The second tale in this book is the young adult The Harrowing of the Dragon of Hoarsbreath, bundled in later editions with The Throme. Hoarsbreath is a mining town on an icy island that turns out to be the home of a dragon. The Dragon-Harrower is a former citizen of the mining town who has gone out to see the world, learned to drive dragons out, and has returned to do the same for Hoarsbreath. His guide, Peka, shows him around while giving him a piece of her mind along the way.

Because alcohol plays such an integral part of the story, you may not want to read it to children, but the constant bickering and lecturing of the Dragon-Harrower and Peka may drive younger readers away long before alcohol saves the day. In many ways, The Harrowing is a morality tale about the dangers of being afraid of change. However, the painterly prose McKillip is known for makes the final battle a bit hard to follow. It is heavy on floral descriptions, but light on concrete descriptions.

This book is interesting, giving readers a peek into McKillip's development as a writer. The prose is sometimes so flowery the stories seemed tangled and hidden, especially in The Harrowing. Sometimes scenes are beautifully painted with words, lacking details the reader can relate to, as if the purpose of the stories was the words themselves. For fans of McKillip, this is reason enough to read. Her unique vision and ability to paint with words has transported fans to exotic worlds for 40 years.
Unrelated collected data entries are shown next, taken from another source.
//! Request interceptors run around every JSON-RPC call.
//!
//! HTTP concerns (client address extraction, correlation ids) live in
//! `crates/server/src/middleware`; this module holds the per-call chain the server builds
//! once at startup.
//!
//! # Architecture
//!
//! ```text
//!   JsonRpcRequest + RequestContext
//!        │
//!        ▼
//!   ┌─────────────────────────┐
//!   │  1. RATE LIMITING       │  token bucket per caller
//!   └─────────────────────────┘
//!        │ RateLimited? ─> JSON-RPC -32005
//!        ▼
//!   ┌─────────────────────────┐
//!   │  2. METRICS             │  request counters and latency (after-hook)
//!   └─────────────────────────┘
//!        ▼
//!   ┌─────────────────────────┐
//!   │  3. LOGGING             │  one line per call with caller and node
//!   └─────────────────────────┘
//!        ▼
//!   ┌─────────────────────────┐
//!   │  4. CLIENT BINDING      │  RoutableClientProvider picks the node
//!   └─────────────────────────┘
//!        │ NoHealthyClient? ─> JSON-RPC -32603
//!        ▼
//!   CallHandler (proxy engine)
//! ```
//!
//! Any `before` hook may short-circuit with an error. After-hooks then run in reverse
//! order for every interceptor whose `before` ran, including the one that failed, so
//! short-circuited calls are still measured and logged.
//!
//! Batches first pass [`MiddlewareChain::before_batch`], where each interceptor may veto
//! the whole batch; the rate limiter charges the batch once by its size there.

pub mod client_binding;
pub mod logging;
pub mod metrics;
pub mod rate_limiting;

pub use client_binding::ClientBindingInterceptor;
pub use logging::LoggingInterceptor;
pub use metrics::MetricsInterceptor;
pub use rate_limiting::{RateLimitInterceptor, RateLimiter};

use async_trait::async_trait;
use serde_json::Value;
use std::{sync::Arc, time::Instant};

use crate::{
    node::Node,
    proxy::errors::ProxyError,
    pubsub::Notifier,
    types::JsonRpcRequest,
};

/// Request-scoped data shared by the interceptors and the handler.
#[derive(Clone)]
pub struct RequestContext {
    /// Stable caller key, normally the client IP.
    pub caller: Arc<str>,
    pub correlation_id: Arc<str>,
    pub started: Instant,
    /// Set by client binding.
    pub node: Option<Arc<Node>>,
    /// Present only on WebSocket connections.
    pub notifier: Option<Arc<Notifier>>,
    /// The call is part of a batch that was already charged by the rate limiter.
    pub in_batch: bool,
}

impl RequestContext {
    #[must_use]
    pub fn new(caller: impl Into<Arc<str>>, correlation_id: impl Into<Arc<str>>) -> Self {
        Self {
            caller: caller.into(),
            correlation_id: correlation_id.into(),
            started: Instant::now(),
            node: None,
            notifier: None,
            in_batch: false,
        }
    }

    #[must_use]
    pub fn with_notifier(mut self, notifier: Arc<Notifier>) -> Self {
        self.notifier = Some(notifier);
        self
    }

    /// Fresh context for one call of a batch.
    #[must_use]
    pub fn for_batch_item(&self) -> Self {
        Self {
            caller: Arc::clone(&self.caller),
            correlation_id: Arc::clone(&self.correlation_id),
            started: Instant::now(),
            node: None,
            notifier: self.notifier.clone(),
            in_batch: true,
        }
    }

    /// The bound node.
    ///
    /// # Errors
    ///
    /// Returns [`ProxyError::Internal`] when client binding has not run.
    pub fn node(&self) -> Result<&Arc<Node>, ProxyError> {
        self.node.as_ref().ok_or_else(|| ProxyError::Internal("no node bound to request".into()))
    }

    /// Milliseconds since the call entered the chain.
    #[must_use]
    pub fn elapsed_ms(&self) -> u64 {
        self.started.elapsed().as_millis().try_into().unwrap_or(u64::MAX)
    }
}

/// One stage of the middleware chain.
#[async_trait]
pub trait Interceptor: Send + Sync {
    fn name(&self) -> &'static str;

    /// Runs before the handler. An error short-circuits the call.
    async fn before(
        &self,
        ctx: &mut RequestContext,
        request: &JsonRpcRequest,
    ) -> Result<(), ProxyError>;

    /// Runs once per batch before any of its calls. An error rejects the whole batch.
    ///
    /// # Errors
    ///
    /// Implementations return the error every call of the batch is answered with.
    fn before_batch(
        &self,
        _ctx: &RequestContext,
        _requests: &[JsonRpcRequest],
    ) -> Result<(), ProxyError> {
        Ok(())
    }

    /// Runs after the handler (or after a short-circuit) with the outcome.
    fn after(
        &self,
        _ctx: &RequestContext,
        _request: &JsonRpcRequest,
        _outcome: &Result<Value, ProxyError>,
    ) {
    }
}

/// The innermost stage: answers a call once every interceptor let it through.
#[async_trait]
pub trait CallHandler: Send + Sync {
    async fn call(
        &self,
        ctx: &RequestContext,
        request: &JsonRpcRequest,
    ) -> Result<Value, ProxyError>;
}

/// Ordered interceptors, outermost first.
#[derive(Clone, Default)]
pub struct MiddlewareChain {
    interceptors: Vec<Arc<dyn Interceptor>>,
}

impl MiddlewareChain {
    #[must_use]
    pub fn new(interceptors: Vec<Arc<dyn Interceptor>>) -> Self {
        Self { interceptors }
    }

    #[must_use]
    pub fn names(&self) -> Vec<&'static str> {
        self.interceptors.iter().map(|i| i.name()).collect()
    }

    #[must_use]
    pub fn len(&self) -> usize {
        self.interceptors.len()
    }

    #[must_use]
    pub fn is_empty(&self) -> bool {
        self.interceptors.is_empty()
    }

    /// # Errors
    ///
    /// Returns the first veto.
    pub fn before_batch(
        &self,
        ctx: &RequestContext,
        requests: &[JsonRpcRequest],
    ) -> Result<(), ProxyError> {
        self.interceptors.iter().try_for_each(|i| i.before_batch(ctx, requests))
    }

    /// Runs `request` through every interceptor and then `handler`.
    ///
    /// # Errors
    ///
    /// Returns the short-circuit error or the handler's error.
    pub async fn execute(
        &self,
        ctx: &mut RequestContext,
        request: &JsonRpcRequest,
        handler: &dyn CallHandler,
    ) -> Result<Value, ProxyError> {
        let mut ran = 0;
        let mut rejected = None;

        for interceptor in &self.interceptors {
            ran += 1;
            if let Err(e) = interceptor.before(ctx, request).await {
                tracing::debug!(
                    interceptor = interceptor.name(),
                    method = %request.method,
                    error = %e,
                    "call short-circuited"
                );
                rejected = Some(e);
                break;
            }
        }

        let outcome = match rejected {
            Some(e) => Err(e),
            None => handler.call(ctx, request).await,
        };

        for interceptor in self.interceptors[..ran].iter().rev() {
            interceptor.after(ctx, request, &outcome);
        }

        outcome
    }
}
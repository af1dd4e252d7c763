//! Shared upstream subscriptions against a mock WebSocket node and a scripted client.

use crate::mock_infrastructure::{endpoint, MockWebSocketServer, ScriptedClient};
use fluxgate_core::{
    config::BackendKind,
    node::{Node, RpcClient},
    proxy::ProxyError,
    pubsub::{
        DownstreamSubscription, Notifier, SubscriptionKey, SubscriptionKind,
        SubscriptionMultiplexer,
    },
    types::EpochTag,
};
use serde_json::{json, Value};
use std::{sync::Arc, time::Duration};
use tokio::{sync::mpsc, time::timeout};

const WAIT: Duration = Duration::from_secs(2);

fn ws_node(server: &MockWebSocketServer) -> Arc<Node> {
    // The HTTP url is never dialed by subscription tests.
    let config = endpoint("ws-0", "http://127.0.0.1:9", Some(server.url()));
    let client = RpcClient::new(&config, BackendKind::Cfx).unwrap();
    Node::new("ws-0", Arc::new(client))
}

async fn next_item(sub: &mut DownstreamSubscription) -> Option<Result<Value, ProxyError>> {
    timeout(WAIT, sub.recv()).await.expect("subscription item timed out")
}

async fn eventually(mut check: impl FnMut() -> bool) -> bool {
    let deadline = tokio::time::Instant::now() + WAIT;
    while tokio::time::Instant::now() < deadline {
        if check() {
            return true;
        }
        tokio::time::sleep(Duration::from_millis(10)).await;
    }
    check()
}

#[tokio::test]
async fn test_subscribers_share_one_upstream() {
    let server = MockWebSocketServer::new().await.unwrap();
    let node = ws_node(&server);
    let mux = SubscriptionMultiplexer::new(16, None);

    let mut subs = Vec::new();
    for _ in 0..3 {
        subs.push(mux.attach(&node, SubscriptionKind::NewHeads).await.unwrap());
    }

    assert_eq!(server.received("cfx_subscribe"), 1);
    assert_eq!(server.connections(), 1);
    let key = SubscriptionKey::new(&node, &SubscriptionKind::NewHeads);
    assert_eq!(mux.subscriber_count(&key), 3);

    server.send_new_heads(5);
    for sub in &mut subs {
        let head = next_item(sub).await.unwrap().unwrap();
        assert_eq!(head["epochNumber"], json!("0x5"));
    }
}

#[tokio::test]
async fn test_last_detach_unsubscribes_once() {
    let server = MockWebSocketServer::new().await.unwrap();
    let node = ws_node(&server);
    let mux = SubscriptionMultiplexer::new(16, None);

    let first = mux.attach(&node, SubscriptionKind::NewHeads).await.unwrap();
    let second = mux.attach(&node, SubscriptionKind::NewHeads).await.unwrap();

    drop(first);
    assert_eq!(mux.active_upstreams(), 1);
    tokio::time::sleep(Duration::from_millis(50)).await;
    assert_eq!(server.received("cfx_unsubscribe"), 0);

    drop(second);
    assert_eq!(mux.active_upstreams(), 0);
    assert!(server.wait_for("cfx_unsubscribe", 1, WAIT).await);
    tokio::time::sleep(Duration::from_millis(50)).await;
    assert_eq!(server.received("cfx_unsubscribe"), 1);
}

#[tokio::test]
async fn test_upstream_loss_ends_every_subscriber() {
    let server = MockWebSocketServer::new().await.unwrap();
    let node = ws_node(&server);
    let mux = SubscriptionMultiplexer::new(16, None);
    let key = SubscriptionKey::new(&node, &SubscriptionKind::NewHeads);

    let mut a = mux.attach(&node, SubscriptionKind::NewHeads).await.unwrap();
    let mut b = mux.attach(&node, SubscriptionKind::NewHeads).await.unwrap();

    server.drop_connections();

    for sub in [&mut a, &mut b] {
        assert!(matches!(next_item(sub).await, Some(Err(ProxyError::UpstreamDisconnected(_)))));
        assert!(next_item(sub).await.is_none());
    }
    assert!(!mux.contains(&key));

    // A new subscriber after the failure opens a fresh upstream.
    let _c = mux.attach(&node, SubscriptionKind::NewHeads).await.unwrap();
    assert_eq!(server.received("cfx_subscribe"), 2);
}

#[tokio::test]
async fn test_rejected_subscription_leaves_no_key() {
    let server = MockWebSocketServer::new().await.unwrap();
    server.reject_subscriptions(true);
    let node = ws_node(&server);
    let mux = SubscriptionMultiplexer::new(16, None);

    let err = mux.attach(&node, SubscriptionKind::NewHeads).await.unwrap_err();

    assert!(matches!(err, ProxyError::DelegateSubscriptionFailed(_)));
    assert_eq!(mux.active_upstreams(), 0);
}

#[tokio::test]
async fn test_node_without_ws_url_cannot_subscribe() {
    let config = endpoint("http-only", "http://127.0.0.1:9", None);
    let client = RpcClient::new(&config, BackendKind::Cfx).unwrap();
    let node = Node::new("http-only", Arc::new(client));
    let mux = SubscriptionMultiplexer::new(16, None);

    let err = mux.attach(&node, SubscriptionKind::NewHeads).await.unwrap_err();

    assert!(matches!(err, ProxyError::DelegateSubscriptionFailed(_)));
}

#[tokio::test]
async fn test_kinds_and_params_get_separate_upstreams() {
    let client = ScriptedClient::new("full-0");
    let node = Node::new("full-0", client.clone());
    let mux = SubscriptionMultiplexer::new(16, None);

    let _heads = mux.attach(&node, SubscriptionKind::NewHeads).await.unwrap();
    let _mined =
        mux.attach(&node, SubscriptionKind::Epochs(EpochTag::LatestMined)).await.unwrap();
    let _state =
        mux.attach(&node, SubscriptionKind::Epochs(EpochTag::LatestState)).await.unwrap();
    let _mined_again =
        mux.attach(&node, SubscriptionKind::Epochs(EpochTag::LatestMined)).await.unwrap();

    assert_eq!(client.subscribes(), 3);
    assert_eq!(mux.active_upstreams(), 3);
}

#[tokio::test]
async fn test_slow_subscriber_does_not_stall_others() {
    let client = ScriptedClient::new("full-0");
    let node = Node::new("full-0", client.clone());
    let mux = SubscriptionMultiplexer::new(2, None);

    let mut slow = mux.attach(&node, SubscriptionKind::NewHeads).await.unwrap();
    let mut fast = mux.attach(&node, SubscriptionKind::NewHeads).await.unwrap();

    for height in 0..5 {
        client.push(&json!({ "height": height }));
        let item = next_item(&mut fast).await.unwrap().unwrap();
        assert_eq!(item["height"], json!(height));
    }

    // The slow queue kept only what fit.
    assert_eq!(next_item(&mut slow).await.unwrap().unwrap()["height"], json!(0));
    assert_eq!(next_item(&mut slow).await.unwrap().unwrap()["height"], json!(1));
    assert!(timeout(Duration::from_millis(100), slow.recv()).await.is_err());
}

#[tokio::test]
async fn test_notifier_holds_notifications_until_released() {
    let client = ScriptedClient::new("full-0");
    let node = Node::new("full-0", client.clone());
    let mux = Arc::new(SubscriptionMultiplexer::new(16, None));
    let (tx, mut rx) = mpsc::channel(16);
    let notifier = Notifier::new(BackendKind::Cfx, Arc::clone(&mux), tx);

    let id = notifier.subscribe(&node, SubscriptionKind::NewHeads).await.unwrap();
    client.push(&json!({ "height": "0x1" }));
    assert!(timeout(Duration::from_millis(100), rx.recv()).await.is_err());

    notifier.release_pending();
    let frame: Value = serde_json::from_str(&timeout(WAIT, rx.recv()).await.unwrap().unwrap())
        .unwrap();
    assert_eq!(frame["method"], json!("cfx_subscription"));
    assert_eq!(frame["params"]["subscription"], json!(id));
    assert_eq!(frame["params"]["result"], json!({ "height": "0x1" }));

    assert!(notifier.unsubscribe(&id));
    assert!(!notifier.unsubscribe(&id));
    assert!(eventually(|| client.unsubscribes() == 1).await);
    assert_eq!(mux.active_upstreams(), 0);
}

#[tokio::test]
async fn test_notifier_reports_upstream_loss_as_error_notification() {
    let client = ScriptedClient::new("full-0");
    let node = Node::new("full-0", client.clone());
    let mux = Arc::new(SubscriptionMultiplexer::new(16, None));
    let (tx, mut rx) = mpsc::channel(16);
    let notifier = Notifier::new(BackendKind::Cfx, Arc::clone(&mux), tx);

    let id = notifier.subscribe(&node, SubscriptionKind::NewHeads).await.unwrap();
    notifier.release_pending();
    client.break_upstreams();

    let frame: Value = serde_json::from_str(&timeout(WAIT, rx.recv()).await.unwrap().unwrap())
        .unwrap();
    assert_eq!(frame["params"]["subscription"], json!(id));
    assert!(frame["params"]["error"]["message"]
        .as_str()
        .is_some_and(|m| m.contains("connection reset")));
    assert!(eventually(|| mux.active_upstreams() == 0).await);

    // The ended subscription no longer counts and cannot be unsubscribed.
    assert!(eventually(|| notifier.active() == 0).await);
    assert!(!notifier.unsubscribe(&id));
}

#[tokio::test]
async fn test_closing_notifier_releases_upstreams() {
    let client = ScriptedClient::new("full-0");
    let node = Node::new("full-0", client.clone());
    let mux = Arc::new(SubscriptionMultiplexer::new(16, None));
    let (tx, _rx) = mpsc::channel(16);
    let notifier = Notifier::new(BackendKind::Cfx, Arc::clone(&mux), tx);

    notifier.subscribe(&node, SubscriptionKind::NewHeads).await.unwrap();
    notifier.subscribe(&node, SubscriptionKind::Epochs(EpochTag::LatestState)).await.unwrap();
    assert_eq!(notifier.active(), 2);

    notifier.close();

    assert_eq!(notifier.active(), 0);
    assert!(eventually(|| client.unsubscribes() == 2).await);
    assert_eq!(mux.active_upstreams(), 0);
}
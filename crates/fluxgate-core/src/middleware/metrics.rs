use async_trait::async_trait;
use serde_json::Value;
use std::sync::Arc;

use super::{Interceptor, RequestContext};
use crate::{metrics::MetricsCollector, proxy::errors::ProxyError, types::JsonRpcRequest};

/// Records request count, latency and error type for every call, short-circuited or not.
pub struct MetricsInterceptor {
    metrics: Arc<MetricsCollector>,
}

impl MetricsInterceptor {
    #[must_use]
    pub fn new(metrics: Arc<MetricsCollector>) -> Self {
        Self { metrics }
    }
}

#[async_trait]
impl Interceptor for MetricsInterceptor {
    fn name(&self) -> &'static str {
        "metrics"
    }

    async fn before(&self, _: &mut RequestContext, _: &JsonRpcRequest) -> Result<(), ProxyError> {
        Ok(())
    }

    fn after(
        &self,
        ctx: &RequestContext,
        request: &JsonRpcRequest,
        outcome: &Result<Value, ProxyError>,
    ) {
        let node = ctx.node.as_ref().map_or("none", |n| n.name());
        self.metrics.record_request(&request.method, node, outcome.is_ok(), ctx.elapsed_ms());

        if let Err(e) = outcome {
            self.metrics.record_proxy_error(&request.method, e);
        }
    }
}
//! Log filter normalization and bounds checking.
//!
//! A filter selects logs by exactly one of three modes: an epoch range (the default), a block
//! range, or a set of block hashes. [`LogFilterValidator`] rejects filters that mix modes or
//! exceed the configured limits before any store or node sees them. Epoch-range filters are
//! normalized in place: missing bounds become `latest_checkpoint` / `latest_state`, and tags
//! are resolved to numbers where the node can answer.

use serde::{de, Deserialize, Deserializer, Serialize, Serializer};
use serde_json::{Map, Value};
use std::fmt;
use thiserror::Error;

use crate::{
    node::EpochResolver,
    types::{parse_quantity, Epoch},
};

const EPOCH_RANGE: u8 = 0b001;
const BLOCK_RANGE: u8 = 0b010;
const BLOCK_HASHES: u8 = 0b100;

/// Limits applied to every log query.
#[derive(Debug, Clone, Copy, PartialEq, Eq)]
pub struct FilterLimits {
    pub max_block_hashes: usize,
    pub max_block_range: u64,
    pub max_epoch_range: u64,
    pub max_limit: u64,
}

impl Default for FilterLimits {
    fn default() -> Self {
        Self { max_block_hashes: 128, max_block_range: 1000, max_epoch_range: 1000, max_limit: 10_000 }
    }
}

#[derive(Debug, Clone, PartialEq, Eq, Error)]
pub enum FilterError {
    #[error("invalid filter parameter: only one of epoch range, block range or block hashes may be set")]
    InvalidFilterParameter,

    #[error("block hashes exceed maximum value {0}")]
    TooManyBlockHashes(usize),

    #[error("invalid block range (from block or to block missing)")]
    MissingBlockBound,

    #[error("invalid block range (from block larger than to block)")]
    InvertedBlockRange,

    #[error("block range exceeds maximum value {0}")]
    BlockRangeTooLarge(u64),

    #[error("invalid epoch range (from epoch larger than to epoch)")]
    InvertedEpochRange,

    #[error("epoch range exceeds maximum value {0}")]
    EpochRangeTooLarge(u64),

    #[error("limit field exceed the maximum value {0}")]
    LimitTooLarge(u64),
}

impl FilterError {
    /// True for filters that are well formed but ask for too much.
    #[must_use]
    pub fn is_range_too_large(&self) -> bool {
        matches!(
            self,
            Self::TooManyBlockHashes(_) |
                Self::BlockRangeTooLarge(_) |
                Self::EpochRangeTooLarge(_) |
                Self::LimitTooLarge(_)
        )
    }
}

/// A `0x`-hex quantity that also accepts plain JSON numbers on input.
#[derive(Debug, Clone, Copy, PartialEq, Eq, PartialOrd, Ord)]
pub struct Quantity(pub u64);

impl Serialize for Quantity {
    fn serialize<S: Serializer>(&self, serializer: S) -> Result<S::Ok, S::Error> {
        serializer.collect_str(&format_args!("{:#x}", self.0))
    }
}

impl<'de> Deserialize<'de> for Quantity {
    fn deserialize<D: Deserializer<'de>>(deserializer: D) -> Result<Self, D::Error> {
        match Value::deserialize(deserializer)? {
            Value::Number(n) => {
                n.as_u64().map(Quantity).ok_or_else(|| de::Error::custom("invalid quantity"))
            }
            Value::String(s) => parse_quantity(&s)
                .map(Quantity)
                .ok_or_else(|| de::Error::custom(format!("invalid quantity: {s}"))),
            other => Err(de::Error::custom(format!("invalid quantity: {other}"))),
        }
    }
}

/// Block bound of a block-range filter: a number, or a tag the node interprets.
#[derive(Debug, Clone, PartialEq, Eq)]
pub enum BlockNumber {
    Number(u64),
    Tag(String),
}

impl BlockNumber {
    #[must_use]
    pub fn as_number(&self) -> Option<u64> {
        match self {
            Self::Number(n) => Some(*n),
            Self::Tag(_) => None,
        }
    }
}

impl Serialize for BlockNumber {
    fn serialize<S: Serializer>(&self, serializer: S) -> Result<S::Ok, S::Error> {
        match self {
            Self::Number(n) => serializer.collect_str(&format_args!("{n:#x}")),
            Self::Tag(tag) => serializer.serialize_str(tag),
        }
    }
}

impl<'de> Deserialize<'de> for BlockNumber {
    fn deserialize<D: Deserializer<'de>>(deserializer: D) -> Result<Self, D::Error> {
        match Value::deserialize(deserializer)? {
            Value::Number(n) => {
                n.as_u64().map(Self::Number).ok_or_else(|| de::Error::custom("invalid block number"))
            }
            Value::String(s) => Ok(parse_quantity(&s).map_or(Self::Tag(s), Self::Number)),
            other => Err(de::Error::custom(format!("invalid block number: {other}"))),
        }
    }
}

/// Log filter as sent by callers. Fields the gateway does not interpret are kept in `extra`
/// and forwarded untouched.
#[derive(Debug, Clone, Default, PartialEq, Serialize, Deserialize)]
#[serde(rename_all = "camelCase")]
pub struct LogFilter {
    #[serde(default, skip_serializing_if = "Option::is_none")]
    pub from_epoch: Option<Epoch>,
    #[serde(default, skip_serializing_if = "Option::is_none")]
    pub to_epoch: Option<Epoch>,
    #[serde(default, skip_serializing_if = "Option::is_none")]
    pub from_block: Option<BlockNumber>,
    #[serde(default, skip_serializing_if = "Option::is_none")]
    pub to_block: Option<BlockNumber>,
    #[serde(default, skip_serializing_if = "Option::is_none")]
    pub block_hashes: Option<Vec<String>>,
    /// Single-hash form used by `eth_getLogs`.
    #[serde(default, skip_serializing_if = "Option::is_none")]
    pub block_hash: Option<String>,
    #[serde(default, skip_serializing_if = "Option::is_none")]
    pub address: Option<Value>,
    #[serde(default, skip_serializing_if = "Option::is_none")]
    pub topics: Option<Value>,
    #[serde(default, skip_serializing_if = "Option::is_none")]
    pub limit: Option<Quantity>,
    #[serde(default, skip_serializing_if = "Option::is_none")]
    pub offset: Option<Quantity>,
    #[serde(flatten)]
    pub extra: Map<String, Value>,
}

/// Which selection mode a validated filter uses.
#[derive(Debug, Clone, Copy, PartialEq, Eq)]
pub enum FilterMode {
    EpochRange,
    BlockRange,
    BlockHashes,
}

impl LogFilter {
    /// Bitwise presence flags over the three selection modes.
    #[must_use]
    pub fn presence(&self) -> u8 {
        let mut flags = 0;
        if self.from_epoch.is_some() || self.to_epoch.is_some() {
            flags |= EPOCH_RANGE;
        }
        if self.from_block.is_some() || self.to_block.is_some() {
            flags |= BLOCK_RANGE;
        }
        if self.block_hashes.as_ref().is_some_and(|h| !h.is_empty()) || self.block_hash.is_some() {
            flags |= BLOCK_HASHES;
        }
        flags
    }

    /// Mode of the filter; epoch range when nothing is set.
    #[must_use]
    pub fn mode(&self) -> FilterMode {
        let flags = self.presence();
        if flags & BLOCK_HASHES != 0 {
            FilterMode::BlockHashes
        } else if flags & BLOCK_RANGE != 0 {
            FilterMode::BlockRange
        } else {
            FilterMode::EpochRange
        }
    }

    /// True when the selected range is pinned by numbers or hashes, so the answer cannot
    /// move with the chain head. Tags and missing bounds are left to the node.
    #[must_use]
    pub fn has_fixed_bounds(&self) -> bool {
        match self.mode() {
            FilterMode::BlockHashes => true,
            FilterMode::BlockRange => {
                matches!(
                    (&self.from_block, &self.to_block),
                    (Some(BlockNumber::Number(_)), Some(BlockNumber::Number(_)))
                )
            }
            FilterMode::EpochRange => {
                matches!(
                    (self.from_epoch, self.to_epoch),
                    (Some(Epoch::Number(_)), Some(Epoch::Number(_)))
                )
            }
        }
    }

    fn block_hash_count(&self) -> usize {
        self.block_hashes.as_ref().map_or(0, Vec::len) + usize::from(self.block_hash.is_some())
    }
}

impl fmt::Display for FilterMode {
    fn fmt(&self, f: &mut fmt::Formatter<'_>) -> fmt::Result {
        f.write_str(match self {
            Self::EpochRange => "epoch_range",
            Self::BlockRange => "block_range",
            Self::BlockHashes => "block_hashes",
        })
    }
}

/// Checks log filters against [`FilterLimits`].
#[derive(Debug, Clone, Default)]
pub struct LogFilterValidator {
    limits: FilterLimits,
}

impl LogFilterValidator {
    #[must_use]
    pub fn new(limits: FilterLimits) -> Self {
        Self { limits }
    }

    #[must_use]
    pub fn limits(&self) -> &FilterLimits {
        &self.limits
    }

    /// Validates a `cfx_getLogs` filter, normalizing its epoch range in place.
    ///
    /// # Errors
    ///
    /// Returns the first [`FilterError`] the filter violates.
    pub async fn validate(
        &self,
        filter: &mut LogFilter,
        resolver: &dyn EpochResolver,
    ) -> Result<(), FilterError> {
        let flags = filter.presence();
        if flags.count_ones() > 1 {
            return Err(FilterError::InvalidFilterParameter);
        }

        if flags & BLOCK_HASHES != 0 {
            self.check_block_hashes(filter)?;
        } else if flags & BLOCK_RANGE != 0 {
            self.check_block_range(filter, true)?;
        } else {
            normalize_epoch_range(filter, resolver).await;
            self.check_epoch_range(filter)?;
        }

        self.check_limit(filter)
    }

    /// Validates an `eth_getLogs` filter. Block tags are left for the node to interpret.
    ///
    /// # Errors
    ///
    /// Returns the first [`FilterError`] the filter violates.
    pub fn validate_eth(&self, filter: &LogFilter) -> Result<(), FilterError> {
        let flags = filter.presence();
        if flags.count_ones() > 1 || flags & EPOCH_RANGE != 0 {
            return Err(FilterError::InvalidFilterParameter);
        }

        if flags & BLOCK_HASHES != 0 {
            self.check_block_hashes(filter)?;
        } else if flags & BLOCK_RANGE != 0 {
            self.check_block_range(filter, false)?;
        }

        self.check_limit(filter)
    }

    fn check_block_hashes(&self, filter: &LogFilter) -> Result<(), FilterError> {
        if filter.block_hash_count() > self.limits.max_block_hashes {
            return Err(FilterError::TooManyBlockHashes(self.limits.max_block_hashes));
        }
        Ok(())
    }

    fn check_block_range(&self, filter: &LogFilter, both_required: bool) -> Result<(), FilterError> {
        let (from, to) = match (&filter.from_block, &filter.to_block) {
            (Some(from), Some(to)) => (from.as_number(), to.as_number()),
            _ if both_required => return Err(FilterError::MissingBlockBound),
            _ => return Ok(()),
        };

        if let (Some(from), Some(to)) = (from, to) {
            check_span(
                from,
                to,
                self.limits.max_block_range,
                FilterError::InvertedBlockRange,
                FilterError::BlockRangeTooLarge,
            )?;
        }
        Ok(())
    }

    fn check_epoch_range(&self, filter: &LogFilter) -> Result<(), FilterError> {
        let from = filter.from_epoch.as_ref().and_then(Epoch::as_number);
        let to = filter.to_epoch.as_ref().and_then(Epoch::as_number);

        if let (Some(from), Some(to)) = (from, to) {
            check_span(
                from,
                to,
                self.limits.max_epoch_range,
                FilterError::InvertedEpochRange,
                FilterError::EpochRangeTooLarge,
            )?;
        }
        Ok(())
    }

    fn check_limit(&self, filter: &LogFilter) -> Result<(), FilterError> {
        match filter.limit {
            Some(Quantity(limit)) if limit > self.limits.max_limit => {
                Err(FilterError::LimitTooLarge(self.limits.max_limit))
            }
            _ => Ok(()),
        }
    }
}

fn check_span(
    from: u64,
    to: u64,
    max: u64,
    inverted: FilterError,
    too_large: fn(u64) -> FilterError,
) -> Result<(), FilterError> {
    if from > to {
        return Err(inverted);
    }
    // Inclusive span is `to - from + 1`; compared without the `+ 1` so `0..=u64::MAX` fits.
    if to - from >= max {
        return Err(too_large(max));
    }
    Ok(())
}

/// Fills missing epoch bounds and resolves tags that the node can answer. Unresolvable tags
/// stay as they are.
async fn normalize_epoch_range(filter: &mut LogFilter, resolver: &dyn EpochResolver) {
    let from = filter.from_epoch.unwrap_or(Epoch::LATEST_CHECKPOINT);
    let to = filter.to_epoch.unwrap_or(Epoch::LATEST_STATE);

    filter.from_epoch = Some(resolver.resolve(&from).await.map_or(from, Epoch::Number));
    filter.to_epoch = Some(resolver.resolve(&to).await.map_or(to, Epoch::Number));
}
The scope of imagination shown in these two tales makes them entertaining for all readers. McKillip’s ability to paint with words has transported fans to exotic worlds for 40 years. Her stories are woven using imagery within your mind, like tapestries—deep, intricate, and mysterious. The stories flirt with traditional elements of fantasy and folklore, but always provide a twist at the end that makes them uniquely McKillip’s.

Release Date: 1973 (USA)
ISBNs: 0441808409 (9780441808403)
Publisher: Ace

MySF Rating: Three point zero stars
Family Friendliness: 100% (Throme) / 60% (Harrowing)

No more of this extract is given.